### Work to be completed
Word for word, restate all of the records.

╭─ Supplied material

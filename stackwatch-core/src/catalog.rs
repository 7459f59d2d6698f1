//! Static registry of the services the stack is expected to run.
//!
//! The catalog is built once (from the built-in reference stack or from a
//! stack file) and then only read. Nothing in it changes while the
//! supervisor runs.

use std::collections::BTreeMap;
use std::fmt;

use serde::{Deserialize, Serialize};

pub type ServiceKey = String;

#[derive(Clone, Copy, Debug, Default, PartialEq, Eq, Deserialize, Serialize)]
#[serde(rename_all = "snake_case")]
pub enum ServiceCategory {
    Core,
    Database,
    Storage,
    Messaging,
    Frontend,
    Init,
    #[default]
    Other,
}

impl ServiceCategory {
    pub fn label(&self) -> &'static str {
        match self {
            ServiceCategory::Core => "core",
            ServiceCategory::Database => "database",
            ServiceCategory::Storage => "storage",
            ServiceCategory::Messaging => "messaging",
            ServiceCategory::Frontend => "frontend",
            ServiceCategory::Init => "init",
            ServiceCategory::Other => "other",
        }
    }
}

/// A host/port pair probed with a plain TCP connect
#[derive(Clone, Debug, PartialEq, Eq, Deserialize, Serialize)]
pub struct TcpTarget {
    pub host: String,
    pub port: u16,
}

impl TcpTarget {
    pub fn new(host: impl Into<String>, port: u16) -> Self {
        Self {
            host: host.into(),
            port,
        }
    }
}

impl fmt::Display for TcpTarget {
    fn fmt(&self, f: &mut fmt::Formatter<'_>) -> fmt::Result {
        write!(f, "{}:{}", self.host, self.port)
    }
}

#[derive(Clone, Debug, PartialEq, Eq)]
pub struct ServiceDefinition {
    pub key: ServiceKey,
    pub display_name: String,
    pub category: ServiceCategory,
    pub description: Option<String>,
    /// Health-check URLs, tried in order
    pub urls: Vec<String>,
    /// TCP targets, tried in order after the URLs
    pub tcp: Vec<TcpTarget>,
    /// Successful lifecycle ends in a clean exit (init jobs, migrations)
    pub one_shot: bool,
}

impl ServiceDefinition {
    pub fn new(key: impl Into<String>, display_name: impl Into<String>) -> Self {
        Self {
            key: key.into(),
            display_name: display_name.into(),
            category: ServiceCategory::Other,
            description: None,
            urls: Vec::new(),
            tcp: Vec::new(),
            one_shot: false,
        }
    }

    pub fn category(mut self, category: ServiceCategory) -> Self {
        self.category = category;
        self
    }

    pub fn description(mut self, description: impl Into<String>) -> Self {
        self.description = Some(description.into());
        self
    }

    pub fn url(mut self, url: impl Into<String>) -> Self {
        self.urls.push(url.into());
        self
    }

    pub fn tcp(mut self, host: impl Into<String>, port: u16) -> Self {
        self.tcp.push(TcpTarget::new(host, port));
        self
    }

    pub fn one_shot(mut self) -> Self {
        self.one_shot = true;
        self
    }

    pub fn has_probes(&self) -> bool {
        !self.urls.is_empty() || !self.tcp.is_empty()
    }
}

/// The one service whose own HTTP health check gates the whole stack
#[derive(Clone, Debug, PartialEq, Eq)]
pub struct CoreService {
    pub key: ServiceKey,
    pub health_url: String,
}

#[derive(Clone, Debug, Default)]
pub struct Catalog {
    services: BTreeMap<ServiceKey, ServiceDefinition>,
    core: Option<CoreService>,
}

impl Catalog {
    pub fn new(definitions: impl IntoIterator<Item = ServiceDefinition>) -> Self {
        Self {
            services: definitions
                .into_iter()
                .map(|def| (def.key.clone(), def))
                .collect(),
            core: None,
        }
    }

    pub fn with_core(mut self, key: impl Into<String>, health_url: impl Into<String>) -> Self {
        self.core = Some(CoreService {
            key: key.into(),
            health_url: health_url.into(),
        });
        self
    }

    pub fn get(&self, key: &str) -> Option<&ServiceDefinition> {
        self.services.get(key)
    }

    pub fn keys(&self) -> impl Iterator<Item = &ServiceKey> {
        self.services.keys()
    }

    pub fn iter(&self) -> impl Iterator<Item = &ServiceDefinition> {
        self.services.values()
    }

    pub fn len(&self) -> usize {
        self.services.len()
    }

    pub fn is_empty(&self) -> bool {
        self.services.is_empty()
    }

    pub fn core(&self) -> Option<&CoreService> {
        self.core.as_ref()
    }

    pub fn is_core(&self, key: &str) -> bool {
        self.core.as_ref().is_some_and(|core| core.key == key)
    }

    pub fn is_one_shot(&self, key: &str) -> bool {
        self.get(key).is_some_and(|def| def.one_shot)
    }

    /// Display name for a key, falling back to the key itself for services
    /// the runtime reports but the catalog does not describe
    pub fn display_name<'a>(&'a self, key: &'a str) -> &'a str {
        self.get(key)
            .map(|def| def.display_name.as_str())
            .unwrap_or(key)
    }

    /// The reference development stack
    pub fn builtin() -> Self {
        Self::new([
            ServiceDefinition::new("api", "Nexus API")
                .category(ServiceCategory::Core)
                .description("Platform API serving agents and the web app")
                .url("http://127.0.0.1:9879/health"),
            ServiceDefinition::new("web", "Nexus Web")
                .category(ServiceCategory::Frontend)
                .description("Web frontend")
                .url("http://127.0.0.1:3000"),
            ServiceDefinition::new("postgres", "PostgreSQL")
                .category(ServiceCategory::Database)
                .description("Relational store for users, chats and settings")
                .tcp("127.0.0.1", 5432),
            ServiceDefinition::new("fuseki", "Apache Jena Fuseki")
                .category(ServiceCategory::Database)
                .description("Triple store holding the knowledge graph")
                .url("http://127.0.0.1:3030/$/ping")
                .tcp("127.0.0.1", 3030),
            ServiceDefinition::new("qdrant", "Qdrant")
                .category(ServiceCategory::Database)
                .description("Vector store for embeddings")
                .url("http://127.0.0.1:6333/readyz"),
            ServiceDefinition::new("redis", "Redis")
                .category(ServiceCategory::Storage)
                .description("Cache and session store")
                .tcp("127.0.0.1", 6379),
            ServiceDefinition::new("minio", "MinIO")
                .category(ServiceCategory::Storage)
                .description("S3-compatible object storage")
                .url("http://127.0.0.1:9000/minio/health/live"),
            ServiceDefinition::new("rabbitmq", "RabbitMQ")
                .category(ServiceCategory::Messaging)
                .description("Message broker")
                .url("http://127.0.0.1:15672")
                .tcp("127.0.0.1", 5672),
            ServiceDefinition::new("migrations", "Database migrations")
                .category(ServiceCategory::Init)
                .description("Applies schema migrations, then exits")
                .one_shot(),
        ])
        .with_core("api", "http://127.0.0.1:9879/health")
    }
}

╰─

### Answer section
filename stackwatch-core/src/catalog.rs
repository 7459f59d2d6698f1
//! Static registry of the services the stack is expected to run.
//!
//! The catalog is built once (from the built-in reference stack or from a
//! stack file) and then only read. Nothing in it changes while the
//! supervisor runs.

use std::collections::BTreeMap;
use std::fmt;

use serde::{Deserialize, Serialize};

pub type ServiceKey = String;

#[derive(Clone, Copy, Debug, Default, PartialEq, Eq, Deserialize, Serialize)]
#[serde(rename_all = "snake_case")]
pub enum ServiceCategory {
    Core,
    Database,
    Storage,
    Messaging,
    Frontend,
    Init,
    #[default]
    Other,
}

impl ServiceCategory {
    pub fn label(&self) -> &'static str {
        match self {
            ServiceCategory::Core => "core",
            ServiceCategory::Database => "database",
            ServiceCategory::Storage => "storage",
            ServiceCategory::Messaging => "messaging",
            ServiceCategory::Frontend => "frontend",
            ServiceCategory::Init => "init",
            ServiceCategory::Other => "other",
        }
    }
}

/// A host/port pair probed with a plain TCP connect
#[derive(Clone, Debug, PartialEq, Eq, Deserialize, Serialize)]
pub struct TcpTarget {
    pub host: String,
    pub port: u16,
}

impl TcpTarget {
    pub fn new(host: impl Into<String>, port: u16) -> Self {
        Self {
            host: host.into(),
            port,
        }
    }
}

impl fmt::Display for TcpTarget {
    fn fmt(&self, f: &mut fmt::Formatter<'_>) -> fmt::Result {
        write!(f, "{}:{}", self.host, self.port)
    }
}

#[derive(Clone, Debug, PartialEq, Eq)]
pub struct ServiceDefinition {
    pub key: ServiceKey,
    pub display_name: String,
    pub category: ServiceCategory,
    pub description: Option<String>,
    /// Health-check URLs, tried in order
    pub urls: Vec<String>,
    /// TCP targets, tried in order after the URLs
    pub tcp: Vec<TcpTarget>,
    /// Successful lifecycle ends in a clean exit (init jobs, migrations)
    pub one_shot: bool,
}

impl ServiceDefinition {
    pub fn new(key: impl Into<String>, display_name: impl Into<String>) -> Self {
        Self {
            key: key.into(),
            display_name: display_name.into(),
            category: ServiceCategory::Other,
            description: None,
            urls: Vec::new(),
            tcp: Vec::new(),
            one_shot: false,
        }
    }

    pub fn category(mut self, category: ServiceCategory) -> Self {
        self.category = category;
        self
    }

    pub fn description(mut self, description: impl Into<String>) -> Self {
        self.description = Some(description.into());
        self
    }

    pub fn url(mut self, url: impl Into<String>) -> Self {
        self.urls.push(url.into());
        self
    }

    pub fn tcp(mut self, host: impl Into<String>, port: u16) -> Self {
        self.tcp.push(TcpTarget::new(host, port));
        self
    }

    pub fn one_shot(mut self) -> Self {
        self.one_shot = true;
        self
    }

    pub fn has_probes(&self) -> bool {
        !self.urls.is_empty() || !self.tcp.is_empty()
    }
}

/// The one service whose own HTTP health check gates the whole stack
#[derive(Clone, Debug, PartialEq, Eq)]
pub struct CoreService {
    pub key: ServiceKey,
    pub health_url: String,
}

#[derive(Clone, Debug, Default)]
pub struct Catalog {
    services: BTreeMap<ServiceKey, ServiceDefinition>,
    core: Option<CoreService>,
}

impl Catalog {
    pub fn new(definitions: impl IntoIterator<Item = ServiceDefinition>) -> Self {
        Self {
            services: definitions
                .into_iter()
                .map(|def| (def.key.clone(), def))
                .collect(),
            core: None,
        }
    }

    pub fn with_core(mut self, key: impl Into<String>, health_url: impl Into<String>) -> Self {
        self.core = Some(CoreService {
            key: key.into(),
            health_url: health_url.into(),
        });
        self
    }

    pub fn get(&self, key: &str) -> Option<&ServiceDefinition> {
        self.services.get(key)
    }

    pub fn keys(&self) -> impl Iterator<Item = &ServiceKey> {
        self.services.keys()
    }

    pub fn iter(&self) -> impl Iterator<Item = &ServiceDefinition> {
        self.services.values()
    }

    pub fn len(&self) -> usize {
        self.services.len()
    }

    pub fn is_empty(&self) -> bool {
        self.services.is_empty()
    }

    pub fn core(&self) -> Option<&CoreService> {
        self.core.as_ref()
    }

    pub fn is_core(&self, key: &str) -> bool {
        self.core.as_ref().is_some_and(|core| core.key == key)
    }

    pub fn is_one_shot(&self, key: &str) -> bool {
        self.get(key).is_some_and(|def| def.one_shot)
    }

    /// Display name for a key, falling back to the key itself for services
    /// the runtime reports but the catalog does not describe
    pub fn display_name<'a>(&'a self, key: &'a str) -> &'a str {
        self.get(key)
            .map(|def| def.display_name.as_str())
            .unwrap_or(key)
    }

    /// The reference development stack
    pub fn builtin() -> Self {
        Self::new([
            ServiceDefinition::new("api", "Nexus API")
                .category(ServiceCategory::Core)
                .description("Platform API serving agents and the web app")
                .url("http://127.0.0.1:9879/health"),
            ServiceDefinition::new("web", "Nexus Web")
                .category(ServiceCategory::Frontend)
                .description("Web frontend")
                .url("http://127.0.0.1:3000"),
            ServiceDefinition::new("postgres", "PostgreSQL")
                .category(ServiceCategory::Database)
                .description("Relational store for users, chats and settings")
                .tcp("127.0.0.1", 5432),
            ServiceDefinition::new("fuseki", "Apache Jena Fuseki")
                .category(ServiceCategory::Database)
                .description("Triple store holding the knowledge graph")
                .url("http://127.0.0.1:3030/$/ping")
                .tcp("127.0.0.1", 3030),
            ServiceDefinition::new("qdrant", "Qdrant")
                .category(ServiceCategory::Database)
                .description("Vector store for embeddings")
                .url("http://127.0.0.1:6333/readyz"),
            ServiceDefinition::new("redis", "Redis")
                .category(ServiceCategory::Storage)
                .description("Cache and session store")
                .tcp("127.0.0.1", 6379),
            ServiceDefinition::new("minio", "MinIO")
                .category(ServiceCategory::Storage)
                .description("S3-compatible object storage")
                .url("http://127.0.0.1:9000/minio/health/live"),
            ServiceDefinition::new("rabbitmq", "RabbitMQ")
                .category(ServiceCategory::Messaging)
                .description("Message broker")
                .url("http://127.0.0.1:15672")
                .tcp("127.0.0.1", 5672),
            ServiceDefinition::new("migrations", "Database migrations")
                .category(ServiceCategory::Init)
                .description("Applies schema migrations, then exits")
                .one_shot(),
        ])
        .with_core("api", "http://127.0.0.1:9879/health")
    }
}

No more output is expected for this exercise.